Data you provide: Account data (email, name if provided), communications (support requests, feedback), and User Content (prompts, inputs, files, and other content you submit, which may contain personal data if you include it).

Data collected automatically (app): Usage activity (features used, runs/actions initiated, timestamps, performance metrics), technical data (device type, browser type, OS, IP address), and logs/diagnostics (error and crash data).

Data from third parties: Limited data from connected services or data sources as required for functionality, subject to your settings and third-party terms.

2.4 Connected Social Accounts (Meta/TikTok)

If you choose to connect social accounts (for example Meta/Facebook/Instagram and, where available, TikTok), we may process data from those platforms to provide the connected features you request.

Depending on what you connect and authorize, this may include:

• account identifiers (e.g., Instagram user/page IDs or similar platform identifiers)
• media metadata (e.g., post IDs, timestamps, and related metadata)
• insights/analytics metrics (e.g., reach, engagement, views, follower-related metrics)
• (if connected/authorized) advertising performance metrics (e.g., ad or campaign performance data)

We only access and process connected-account data you authorize and that is necessary to provide the connected functionality.

3. How We Use Personal Data

We use personal data to:

• Provide, operate, and maintain the Service (including authentication and account management).
• Process workflows and generate AI outputs.
• Enable connected social features where you connect Meta/TikTok accounts.
• Provide customer support and troubleshoot technical issues.
• Maintain safety, security, and integrity (fraud/abuse prevention, reliability monitoring).
• Improve product performance using aggregated or de-identified data where feasible.
• Communicate critical service updates and marketing where permitted by law.
• Comply with legal obligations and enforce our Terms of Service.

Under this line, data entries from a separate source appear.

//! Configuration management for alertchart.
//!
//! Loads configuration from TOML files. Every section and key is optional;
//! anything missing takes its default.

use serde::{Deserialize, Serialize};
use std::fs;
use std::path::{Path, PathBuf};
use thiserror::Error;

/// File name looked up in the working directory.
pub const LOCAL_CONFIG_FILE: &str = "alertchart.toml";

/// Configuration errors.
#[derive(Error, Debug)]
pub enum ConfigError {
    #[error("Failed to read config file: {0}")]
    ReadError(#[from] std::io::Error),
    #[error("Failed to parse config file: {0}")]
    ParseError(#[from] toml::de::Error),
    #[error("Failed to serialize config: {0}")]
    SerializeError(#[from] toml::ser::Error),
    #[error("Invalid config value: {0}")]
    Invalid(String),
}

/// Root configuration structure.
#[derive(Debug, Clone, Default, Serialize, Deserialize)]
#[serde(default)]
pub struct Config {
    pub general: GeneralConfig,
    pub api: ApiConfig,
    pub analysis: AnalysisConfig,
    pub overlay: OverlayConfig,
}

impl Config {
    /// Load configuration from a file path.
    pub fn load<P: AsRef<Path>>(path: P) -> Result<Self, ConfigError> {
        let content = fs::read_to_string(path)?;
        let config: Config = toml::from_str(&content)?;
        config.validate()?;
        Ok(config)
    }

    /// Load configuration from default locations.
    ///
    /// Searches in order:
    /// 1. `./alertchart.toml`
    /// 2. `<config_dir>/alertchart/config.toml`
    ///
    /// Returns default config if no file is found. A file that exists but
    /// fails to parse is logged and skipped.
    pub fn load_default() -> Self {
        for path in Self::search_paths() {
            if !path.exists() {
                continue;
            }
            match Self::load(&path) {
                Ok(config) => {
                    log::info!("Loaded config from {}", path.display());
                    return config;
                }
                Err(e) => log::warn!("Ignoring config {}: {}", path.display(), e),
            }
        }

        Self::default()
    }

    /// Candidate config paths, in lookup order.
    pub fn search_paths() -> Vec<PathBuf> {
        let mut paths = vec![PathBuf::from(LOCAL_CONFIG_FILE)];
        if let Some(config_dir) = dirs::config_dir() {
            paths.push(config_dir.join("alertchart").join("config.toml"));
        }
        paths
    }

    /// Save configuration to a file path.
    pub fn save<P: AsRef<Path>>(&self, path: P) -> Result<(), ConfigError> {
        let content = toml::to_string_pretty(self)?;
        fs::write(path, content)?;
        Ok(())
    }

    /// Get the default config file path.
    pub fn default_path() -> PathBuf {
        PathBuf::from(LOCAL_CONFIG_FILE)
    }

    /// Reject values the rest of the system cannot work with.
    pub fn validate(&self) -> Result<(), ConfigError> {
        if self.general.default_symbol.trim().is_empty() {
            return Err(ConfigError::Invalid("general.default_symbol is empty".into()));
        }
        if self.api.history_limit == 0 || self.api.history_limit > 1000 {
            return Err(ConfigError::Invalid(format!(
                "api.history_limit must be in 1..=1000, got {}",
                self.api.history_limit
            )));
        }
        if self.analysis.window == 0 {
            return Err(ConfigError::Invalid("analysis.window must be positive".into()));
        }
        Ok(())
    }
}

/// General application configuration.
#[derive(Debug, Clone, Serialize, Deserialize)]
#[serde(default)]
pub struct GeneralConfig {
    /// Default trading symbol to load on startup.
    pub default_symbol: String,
    /// Default candle interval label (e.g. "1d").
    pub default_interval: String,
    /// User id stamped on persisted notifications.
    pub user_id: String,
}

impl Default for GeneralConfig {
    fn default() -> Self {
        Self {
            default_symbol: "BTCUSDT".to_string(),
            default_interval: "1d".to_string(),
            user_id: "local".to_string(),
        }
    }
}

/// Exchange API configuration.
#[derive(Debug, Clone, Serialize, Deserialize)]
#[serde(default)]
pub struct ApiConfig {
    /// Binance REST base URL.
    pub rest_url: String,
    /// Binance WebSocket base URL.
    pub ws_url: String,
    /// Number of candles fetched when a session opens.
    pub history_limit: u32,
    /// HTTP timeout in seconds.
    pub timeout_secs: u64,
}

impl Default for ApiConfig {
    fn default() -> Self {
        Self {
            rest_url: "https://api.binance.com".to_string(),
            ws_url: "wss://stream.binance.com:9443/ws".to_string(),
            history_limit: 150,
            timeout_secs: 30,
        }
    }
}

/// Which remote analysis function to call.
#[derive(Debug, Clone, Copy, PartialEq, Eq, Default, Serialize, Deserialize)]
#[serde(rename_all = "lowercase")]
pub enum AnalysisMode {
    #[default]
    Normal,
    Ultra,
}

/// AI analysis configuration.
#[derive(Debug, Clone, Serialize, Deserialize)]
#[serde(default)]
pub struct AnalysisConfig {
    /// Base URL of the hosted functions; the function name is appended.
    /// When unset, the local heuristic analyzer is used.
    pub endpoint: Option<String>,
    /// Bearer token sent with analysis requests.
    pub api_key: Option<String>,
    pub mode: AnalysisMode,
    /// Number of most recent candles sent with a request.
    pub window: usize,
    /// Arm the alert engine as soon as an analysis arrives.
    pub auto_arm: bool,
}

impl Default for AnalysisConfig {
    fn default() -> Self {
        Self {
            endpoint: None,
            api_key: None,
            mode: AnalysisMode::Normal,
            window: 90,
            auto_arm: true,
        }
    }
}

/// Chart overlay configuration. Colours are CSS-style hex strings.
#[derive(Debug, Clone, Serialize, Deserialize)]
#[serde(default)]
pub struct OverlayConfig {
    /// How many candle intervals the level lines extend past the last tick.
    pub lookahead_candles: u32,
    pub entry_color: String,
    pub take_profit_color: String,
    pub stop_loss_color: String,
    pub profit_band_color: String,
    pub loss_band_color: String,
    pub trendline_color: String,
    /// Chart background, used to erase the area under a band.
    pub background: String,
}

impl Default for OverlayConfig {
    fn default() -> Self {
        Self {
            lookahead_candles: 10,
            entry_color: "#2962ff".to_string(),
            take_profit_color: "#26a69a".to_string(),
            stop_loss_color: "#ef5350".to_string(),
            profit_band_color: "rgba(38, 166, 154, 0.15)".to_string(),
            loss_band_color: "rgba(239, 83, 80, 0.15)".to_string(),
            trendline_color: "#ff9800".to_string(),
            background: "#131722".to_string(),
        }
    }
}

#[cfg(test)]
mod tests {
    use super::*;

    #[test]
    fn test_default_config() {
        let config = Config::default();
        assert_eq!(config.general.default_symbol, "BTCUSDT");
        assert_eq!(config.general.default_interval, "1d");
        assert_eq!(config.api.history_limit, 150);
        assert_eq!(config.analysis.window, 90);
        assert_eq!(config.overlay.lookahead_candles, 10);
        assert!(config.validate().is_ok());
    }

    #[test]
    fn test_parse_toml() {
        let toml = r#"
[general]
default_symbol = "ETHUSDT"

[analysis]
endpoint = "https://example.test/functions/v1"
mode = "ultra"
auto_arm = false

[overlay]
lookahead_candles = 4

[unknown_section]
whatever = 1
"#;
        let config: Config = toml::from_str(toml).unwrap();
        assert_eq!(config.general.default_symbol, "ETHUSDT");
        assert_eq!(config.general.user_id, "local");
        assert_eq!(config.analysis.mode, AnalysisMode::Ultra);
        assert!(!config.analysis.auto_arm);
        assert_eq!(config.analysis.window, 90);
        assert_eq!(config.overlay.lookahead_candles, 4);
        assert_eq!(config.overlay.background, "#131722");
    }

    #[test]
    fn test_save_and_load() {
        let dir = tempfile::tempdir().unwrap();
        let path = dir.path().join("config.toml");

        let mut config = Config::default();
        config.general.default_interval = "4h".to_string();
        config.analysis.api_key = Some("secret".to_string());
        config.save(&path).unwrap();

        let loaded = Config::load(&path).unwrap();
        assert_eq!(loaded.general.default_interval, "4h");
        assert_eq!(loaded.analysis.api_key.as_deref(), Some("secret"));
    }

    #[test]
    fn test_invalid_values_rejected() {
        let dir = tempfile::tempdir().unwrap();
        let path = dir.path().join("bad.toml");
        fs::write(&path, "[api]\nhistory_limit = 0\n").unwrap();

        assert!(matches!(Config::load(&path), Err(ConfigError::Invalid(_))));
    }

    #[test]
    fn test_parse_error() {
        let dir = tempfile::tempdir().unwrap();
        let path = dir.path().join("broken.toml");
        fs::write(&path, "[general\n").unwrap();

        assert!(matches!(Config::load(&path), Err(ConfigError::ParseError(_))));
    }
}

4. Legal Bases (GDPR/EEA/UK)

Where GDPR (or similar laws) applies, we process data under these bases:

Contract: To provide the Service you signed up for and manage your Account.

Legitimate Interests: To secure, maintain, and improve the Service, prevent fraud, and operate our business (balanced against your rights).

Consent: Where required (e.g., certain non-essential cookies depending on configuration and local rules).

Legal Obligation: When required by law.

5. User Content and Sensitive Data

FlyWhale is an AI-enabled product. You control what you input.

Sensitive data: Please do not submit sensitive personal data (e.g., health or biometric data, political opinions, religious beliefs) unless you have a lawful basis and it is strictly necessary.

Third-party data: If you input data about others, you are responsible for ensuring you have the right to do so and that your use complies with applicable law.

6. Payments and Paddle (Merchant of Record)

FlyWhale uses Paddle as the Merchant of Record for purchases, subscriptions, taxes, billing, refunds, and chargebacks.

• Paddle processes transaction data (e.g., email, order ID, billing-related details).
• Paddle applies its own terms and privacy practices for buyer/payment data.
• FlyWhale does not store your full payment card details.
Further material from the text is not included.